Over the years, Heaphy was granted several awards and fellowships, including: the Te Waka Toi Grant (1993), the Olivia Spencer Bower Award (1995), the Research Grant Residency, the RMIT University (1998), the Creative New Zealand Grant (1999), and the Veuve Cliquot Ponsardin Residency, Champagne, France (2000–2001).

==Career==

Although Heaphy remains concerned with cultural heritage and history, his style has changed over time. Whereas his earlier compositions are subdued in tones, his later work confronts the viewer to vibrant colours. Heaphy's compositions are complex. He introduces an array of motifs drawn from Māori and European iconography demonstrating his interest in cross-cultural exchanges as well as referring to his personal history.

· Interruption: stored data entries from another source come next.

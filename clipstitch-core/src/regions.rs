//! Region descriptors and pre-flight validation.
//!
//! Regions are caller-supplied time intervals of the source media, in the
//! order they should appear in the output. A region list may deliberately
//! reorder or repeat source footage. Validation runs before any ffmpeg
//! process is spawned so invalid input never leaves partial segments on
//! disk.

use serde::{Deserialize, Serialize};

use crate::error::{CoreError, CoreResult};

/// A time interval of the source media, in seconds.
#[derive(Debug, Clone, Copy, PartialEq, Serialize, Deserialize)]
pub struct Region {
    /// Start of the interval (seconds from the start of the source)
    #[serde(alias = "startSec")]
    pub start: f64,

    /// End of the interval, exclusive of further footage (seconds)
    #[serde(alias = "endSec")]
    pub end: f64,
}

impl Region {
    /// Length of the region in source seconds.
    pub fn duration(&self) -> f64 {
        self.end - self.start
    }
}

/// Validate an ordered region list before any subprocess is launched.
///
/// Fails on an empty list, and for each region on non-finite bounds, a
/// negative start, or `end <= start`. The first offending region is
/// reported with its index so callers can point at the bad entry.
pub fn validate_regions(regions: &[Region]) -> CoreResult<()> {
    if regions.is_empty() {
        return Err(CoreError::NoRegions);
    }

    for (index, region) in regions.iter().enumerate() {
        if !region.start.is_finite() || !region.end.is_finite() {
            return Err(CoreError::InvalidRegion {
                index,
                detail: format!(
                    "bounds must be finite numbers, got start={}, end={}",
                    region.start, region.end
                ),
            });
        }

        if region.start < 0.0 {
            return Err(CoreError::InvalidRegion {
                index,
                detail: format!("start must not be negative, got {}", region.start),
            });
        }

        if region.end <= region.start {
            return Err(CoreError::InvalidRegion {
                index,
                detail: format!(
                    "end ({}) must be greater than start ({})",
                    region.end, region.start
                ),
            });
        }
    }

    Ok(())
}
//! Per-region segment transcoding.
//!
//! Each region becomes one self-contained segment file, produced by a
//! single ffmpeg invocation that trims the source at absolute start/end
//! seconds and applies the request's scale, speed, and codec settings.
//! Segments are exported strictly in input order, one process at a time;
//! the first non-zero exit aborts the remaining regions.

use log::info;
use std::path::{Path, PathBuf};

use super::ExportStage;
use crate::config::ExportRequest;
use crate::error::{CoreError, CoreResult};
use crate::external::{CommandRunner, FFMPEG};
use crate::filters::{atempo_filters_for_speed, video_filters_for};
use crate::regions::Region;
use crate::workspace::SegmentWorkspace;

/// Build the ffmpeg argument list for one region's trim+transcode pass.
pub fn build_segment_args(
    request: &ExportRequest,
    region: &Region,
    segment_path: &Path,
) -> Vec<String> {
    let mut args = vec![
        "-hide_banner".to_string(),
        "-y".to_string(),
        "-i".to_string(),
        request.input.to_string_lossy().into_owned(),
        "-ss".to_string(),
        format!("{}", region.start),
        "-to".to_string(),
        format!("{}", region.end),
    ];

    let video_filters = video_filters_for(request.output_height, request.speed);
    if !video_filters.is_empty() {
        args.push("-vf".to_string());
        args.push(video_filters.join(","));
    }

    let audio_filters = atempo_filters_for_speed(request.speed);
    if !audio_filters.is_empty() {
        args.push("-af".to_string());
        args.push(audio_filters.join(","));
    }

    args.extend([
        "-c:v".to_string(),
        request.video_codec.clone(),
        "-preset".to_string(),
        request.preset.clone(),
        "-crf".to_string(),
        request.crf.to_string(),
        "-c:a".to_string(),
        request.audio_codec.clone(),
        "-movflags".to_string(),
        "+faststart".to_string(),
        segment_path.to_string_lossy().into_owned(),
    ]);

    args
}

/// Export every region of the request into the workspace, in input order.
///
/// Returns the segment paths in output order. A failed invocation stops
/// the loop immediately; later regions are never attempted.
pub fn export_segments(
    request: &ExportRequest,
    workspace: &SegmentWorkspace,
    runner: &dyn CommandRunner,
) -> CoreResult<Vec<PathBuf>> {
    let mut segment_paths = Vec::with_capacity(request.regions.len());

    for (index, region) in request.regions.iter().enumerate() {
        let segment_path = workspace.segment_path(index);
        info!(
            "Stage: {} ({:.2}s - {:.2}s, {:.2}s of source)",
            ExportStage::ExportingSegment(index),
            region.start,
            region.end,
            region.duration()
        );

        let args = build_segment_args(request, region, &segment_path);
        runner
            .run(FFMPEG, &args)
            .map_err(|e| CoreError::SegmentExport {
                index,
                source: Box::new(e),
            })?;

        segment_paths.push(segment_path);
    }

    Ok(segment_paths)
}
impl SessionStore {
    pub fn new(api: Arc<dyn AuthApi>, storage: SharedStorage) -> Self {
        Self { api, storage, inner: RwLock::new(Inner::default()), events: SessionEvents::default() }
    }

    // --- queries -----------------------------------------------------------------

    pub fn identity(&self) -> Option<Arc<Identity>> {
        self.inner.read().identity.clone()
    }

    pub fn state(&self) -> SessionState {
        let inner = self.inner.read();
        match (&inner.identity, inner.impersonating) {
            (Some(_), true) => SessionState::Impersonating,
            (Some(_), false) => SessionState::Authenticated,
            (None, _) if inner.authenticating > 0 => SessionState::Authenticating,
            (None, _) => SessionState::Unauthenticated,
        }
    }

    pub fn is_loading(&self) -> bool { self.inner.read().loading > 0 }

    pub fn is_impersonating(&self) -> bool { self.inner.read().impersonating }

    pub fn can(&self, permission: &str) -> bool {
        authorizer::can(self.identity().as_deref(), permission)
    }

    pub fn can_any<S: AsRef<str>>(&self, permissions: &[S]) -> bool {
        authorizer::can_any(self.identity().as_deref(), permissions)
    }

    /// Role-appropriate landing page, if signed in.
    pub fn home_path(&self) -> Option<&'static str> {
        self.identity().map(|id| guard::home_for(&id))
    }

    pub fn guard(&self, path: &str) -> RouteDecision {
        guard::decide(path, self.identity().as_deref())
    }

    pub fn subscribe(&self) -> broadcast::Receiver<SessionEvent> {
        self.events.subscribe()
    }

    pub fn storage(&self) -> &SharedStorage { &self.storage }

    // --- lifecycle ---------------------------------------------------------------

    /// Load the persisted session without touching the network. A cached `user`
    /// only counts when a token sits beside it; unreadable JSON counts as absent.
    pub fn restore(&self) -> Option<Arc<Identity>> {
        let has_token = self.storage.get(KEY_TOKEN).is_some_and(|t| !t.is_empty());
        let impersonating = self.storage.get(KEY_IMPERSONATION).is_some_and(|t| !t.is_empty());
        let cached = if has_token { self.storage.get(KEY_USER).and_then(|raw| parse_cached_user(&raw)) } else { None };
        let mut inner = self.inner.write();
        inner.impersonating = has_token && impersonating;
        inner.identity = cached.map(Arc::new);
        debug!(target: "session", has_token, impersonating = inner.impersonating, cached = inner.identity.is_some(), "session.restore");
        inner.identity.clone()
    }

    /// Startup: restore from storage, then confirm with the backend.
    pub async fn start(&self) -> Option<Arc<Identity>> {
        let restored = self.restore();
        let has_token = self.storage.get(KEY_TOKEN).is_some_and(|t| !t.is_empty());
        if !has_token {
            return None;
        }
        if restored.is_some() {
            self.events.publish(SessionEvent::SignedIn);
        }
        let _pending = restored.is_none().then(|| Pending::begin(self, authenticating));
        let _ = self.refresh_identity(true).await;
        self.identity()
    }

    /// Re-query `GET /me` and swap the cached identity on success.
    ///
    /// Transient failures keep the previous identity and only log. An auth failure
    /// (401/403) means the token no longer identifies anyone and ends the session.
    pub async fn refresh_identity(&self, blocking: bool) -> AppResult<Arc<Identity>> {
        let _loading = blocking.then(|| Pending::begin(self, loading));
        match self.api.me().await {
            Ok(fresh) => self.apply_identity(fresh),
            Err(e) if e.is_auth_failure() => {
                warn!(target: "session", code = e.code_str(), "identity refresh rejected, ending session: {}", e.message());
                self.clear_local();
                Err(e)
            }
            Err(e) => {
                warn!(target: "session", code = e.code_str(), "Failed to refresh user: {}", e.message());
                Err(e)
            }
        }
    }

    fn apply_identity(&self, fresh: Identity) -> AppResult<Arc<Identity>> {
        // A refresh that lands after logout must not resurrect the session.
        if !self.storage.get(KEY_TOKEN).is_some_and(|t| !t.is_empty()) {
            debug!(target: "session", "dropping refresh result: no session token");
            return Err(AppError::session_expired("signed_out", "session ended before refresh completed"));
        }
        let fresh = Arc::new(fresh);
        let was_signed_in = {
            let mut inner = self.inner.write();
            let was = inner.identity.is_some();
            inner.identity = Some(Arc::clone(&fresh));
            was
        };
        self.persist_user(&fresh);
        self.events.publish(if was_signed_in { SessionEvent::IdentityReplaced } else { SessionEvent::SignedIn });
        tprintln!("session.refresh user={} perms={}", fresh.id, fresh.permissions.len());
        Ok(fresh)
    }

    fn persist_user(&self, identity: &Identity) {
        match serde_json::to_string(identity) {
            Ok(text) => {
                if let Err(e) = self.storage.set(KEY_USER, &text) {
                    warn!(target: "session", "failed to persist user: {}", e);
                }
            }
            Err(e) => warn!(target: "session", "failed to serialize user: {}", e),
        }
    }

    /// Sign in. The returned identity is cached before this returns, so the caller can
    /// redirect immediately with no unauthenticated flash.
    pub async fn login(&self, creds: &Credentials) -> AppResult<Arc<Identity>> {
        creds.validate()?;
        let _pending = Pending::begin(self, authenticating);
        let grant = self.api.login(creds).await.inspect_err(|e| {
            info!(target: "session", code = e.code_str(), "login rejected");
        })?;
        self.sign_in(&grant.token, grant.identity)
    }

    /// Create an account. Returns the identity when the backend signed the new
    /// account in, `None` when the user still has to log in.
    pub async fn register(&self, reg: &Registration) -> AppResult<Option<Arc<Identity>>> {
        reg.validate()?;
        let _pending = Pending::begin(self, authenticating);
        let outcome = self.api.register(reg).await?;
        match outcome.grant {
            Some(grant) => self.sign_in(&grant.token, grant.identity).map(Some),
            None => Ok(None),
        }
    }

    fn sign_in(&self, token: &str, identity: Identity) -> AppResult<Arc<Identity>> {
        // A fresh sign-in never inherits somebody else's impersonation overlay.
        self.storage.remove(KEY_IMPERSONATION)?;
        self.storage.set(KEY_TOKEN, token)?;
        let identity = Arc::new(identity);
        {
            let mut inner = self.inner.write();
            inner.identity = Some(Arc::clone(&identity));
            inner.impersonating = false;
        }
        self.persist_user(&identity);
        info!(target: "session", user_id = identity.id, super_admin = identity.is_super_admin, "signed in");
        self.events.publish(SessionEvent::SignedIn);
        Ok(identity)
    }

    /// Best-effort backend logout, then unconditional local teardown. Returns the
    /// public entry point to navigate to.
    pub async fn logout(&self) -> &'static str {
        if let Err(e) = self.api.logout().await {
            warn!(target: "session", code = e.code_str(), "Logout API failed (ignored): {}", e.message());
        }
        self.clear_local();
        LOGIN_PATH
    }

    fn clear_local(&self) {
        let had_identity = {
            let mut inner = self.inner.write();
            let had = inner.identity.take().is_some();
            inner.impersonating = false;
            had
        };
        for key in [KEY_IMPERSONATION, KEY_USER, KEY_TOKEN] {
            if let Err(e) = self.storage.remove(key) {
                warn!(target: "session", key, "failed to clear persisted key: {}", e);
            }
        }
        if had_identity {
            info!(target: "session", "signed out");
        }
        self.events.publish(SessionEvent::SignedOut);
    }

    // --- impersonation -------------------------------------------------------------

    /// Act as `tenant_id`. Only a signed-in super-admin may start, and only when no
    /// impersonation is active.
    pub async fn enter_impersonation(&self, tenant_id: i64) -> AppResult<()> {
        let Some(id) = self.identity() else {
            return Err(AppError::session_expired("not_signed_in", "sign in before impersonating"));
        };
        if !id.is_super_admin {
            return Err(AppError::forbidden("not_super_admin", "only super-admins can impersonate a tenant"));
        }
        // Claim the slot before awaiting so a second caller cannot obtain another token.
        let claim = {
            let mut inner = self.inner.write();
            if inner.impersonating || inner.entering > 0 {
                return Err(AppError::conflict("impersonation_active", "exit the current impersonation first"));
            }
            inner.entering += 1;
            Pending { store: self, which: entering }
        };
        let token = self.api.impersonate(tenant_id).await?;

        // Flip the flag before the write so our own storage event reads as already applied.
        self.inner.write().impersonating = true;
        if let Err(e) = self.storage.set(KEY_IMPERSONATION, &token) {
            self.inner.write().impersonating = false;
            return Err(e);
        }
        drop(claim);
        info!(target: "session", tenant_id, "impersonation started");
        self.events.publish(SessionEvent::ImpersonationChanged { active: true });
        let _ = self.refresh_identity(false).await;
        Ok(())
    }

    /// Leave impersonation. The backend is told first, under the overlay token; then
    /// the overlay is dropped so the primary token is what the next request carries.
    pub async fn exit_impersonation(&self) -> AppResult<()> {
        let overlay = self.storage.get(KEY_IMPERSONATION).is_some();
        if !self.is_impersonating() && !overlay {
            return Ok(());
        }
        if let Err(e) = self.api.exit_impersonation().await {
            warn!(target: "session", code = e.code_str(), "Failed to exit impersonation: {}", e.message());
        }
        let was = std::mem::replace(&mut self.inner.write().impersonating, false);
        if let Err(e) = self.storage.remove(KEY_IMPERSONATION) {
            // The overlay still drives the bearer, so memory must keep saying so.
            self.inner.write().impersonating = was || overlay;
            return Err(e);
        }
        info!(target: "session", "impersonation ended");
        self.events.publish(SessionEvent::ImpersonationChanged { active: false });
        let _ = self.refresh_identity(false).await;
        Ok(())
    }

    // --- password flows (never touch session state) ----------------------------

    pub async fn request_password_reset(&self, email: &str) -> AppResult<Ack> {
        if email.trim().is_empty() {
            return Err(AppError::field("email", "Email is required."));
        }
        self.api.forgot_password(email.trim()).await
    }

    pub async fn reset_password(&self, req: &ResetPassword) -> AppResult<Ack> {
        req.validate()?;
        self.api.reset_password(req).await
    }

    pub async fn change_password(&self, req: &ChangePassword) -> AppResult<Ack> {
        req.validate()?;
        self.api.change_password(req).await
    }

    /// Extended profile (`GET /profile`); does not replace the cached identity.
    pub async fn profile(&self) -> AppResult<Identity> {
        self.api.profile().await
    }

    // --- cross-tab sync ----------------------------------------------------------

    /// Follow storage changes made elsewhere (other stores on the same storage, or
    /// other processes via `FileStorage::reload`) until the task is aborted.
    pub fn watch_storage(self: &Arc<Self>) -> JoinHandle<()> {
        let me = Arc::clone(self);
        let mut rx = self.storage.subscribe();
        tokio::spawn(async move {
            loop {
                match rx.recv().await {
                    Ok(ev) => me.on_storage_event(&ev).await,
                    Err(broadcast::error::RecvError::Lagged(n)) => {
                        warn!(target: "session", skipped = n, "storage events lagged; re-reading state");
                        me.reconcile_impersonation().await;
                    }
                    Err(broadcast::error::RecvError::Closed) => break,
                }
            }
        })
    }

    /// Reconcile one storage change against in-memory state. Changes this store made
    /// itself already match and are ignored.
    pub async fn on_storage_event(&self, ev: &StorageEvent) {
        match ev.key.as_str() {
            KEY_IMPERSONATION => self.reconcile_impersonation().await,
            KEY_TOKEN if ev.new_value.is_none() => {
                let had_identity = {
                    let mut inner = self.inner.write();
                    inner.impersonating = false;
                    inner.identity.take().is_some()
                };
                if had_identity {
                    info!(target: "session", "session ended elsewhere");
                    self.events.publish(SessionEvent::SignedOut);
                }
            }
            KEY_USER => {
                let Some(raw) = ev.new_value.as_deref() else { return; };
                if !self.storage.get(KEY_TOKEN).is_some_and(|t| !t.is_empty()) {
                    return;
                }
                let Some(parsed) = parse_cached_user(raw) else { return; };
                let was_signed_in = {
                    let mut inner = self.inner.write();
                    if inner.identity.as_deref() == Some(&parsed) {
                        return;
                    }
                    let was = inner.identity.is_some();
                    inner.identity = Some(Arc::new(parsed));
                    was
                };
                self.events.publish(if was_signed_in { SessionEvent::IdentityReplaced } else { SessionEvent::SignedIn });
            }
            _ => {}
        }
    }

    async fn reconcile_impersonation(&self) {
        let active = self.storage.get(KEY_IMPERSONATION).is_some_and(|t| !t.is_empty());
        {
            let mut inner = self.inner.write();
            if inner.impersonating == active {
                return;
            }
            inner.impersonating = active;
        }
        info!(target: "session", active, "impersonation changed elsewhere");
        self.events.publish(SessionEvent::ImpersonationChanged { active });
        if self.identity().is_some() {
            let _ = self.refresh_identity(false).await;
        }
    }
}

His installation After the Big Bang (2003) formed the bridge between Heaphy's previous body of works and his more recent works included in his first solo exhibition Sea of Tranquility at Gow Langsford Gallery that demonstrated Heaphy's new collage-style of paintings which he had started exploring back in 2003. Heaphy stated that his work After the Big Bang: "... developed like an inventory of the symbols [he] had used earlier, and it was a continuation of the earlier wall paintings, however it was more about drawing with shadows. The new paintings are a continuation of those ideas."

Heaphy is interested in the "inevitable change or slippage of meaning of the symbol." According to Heaphy, these symbols represent his identity.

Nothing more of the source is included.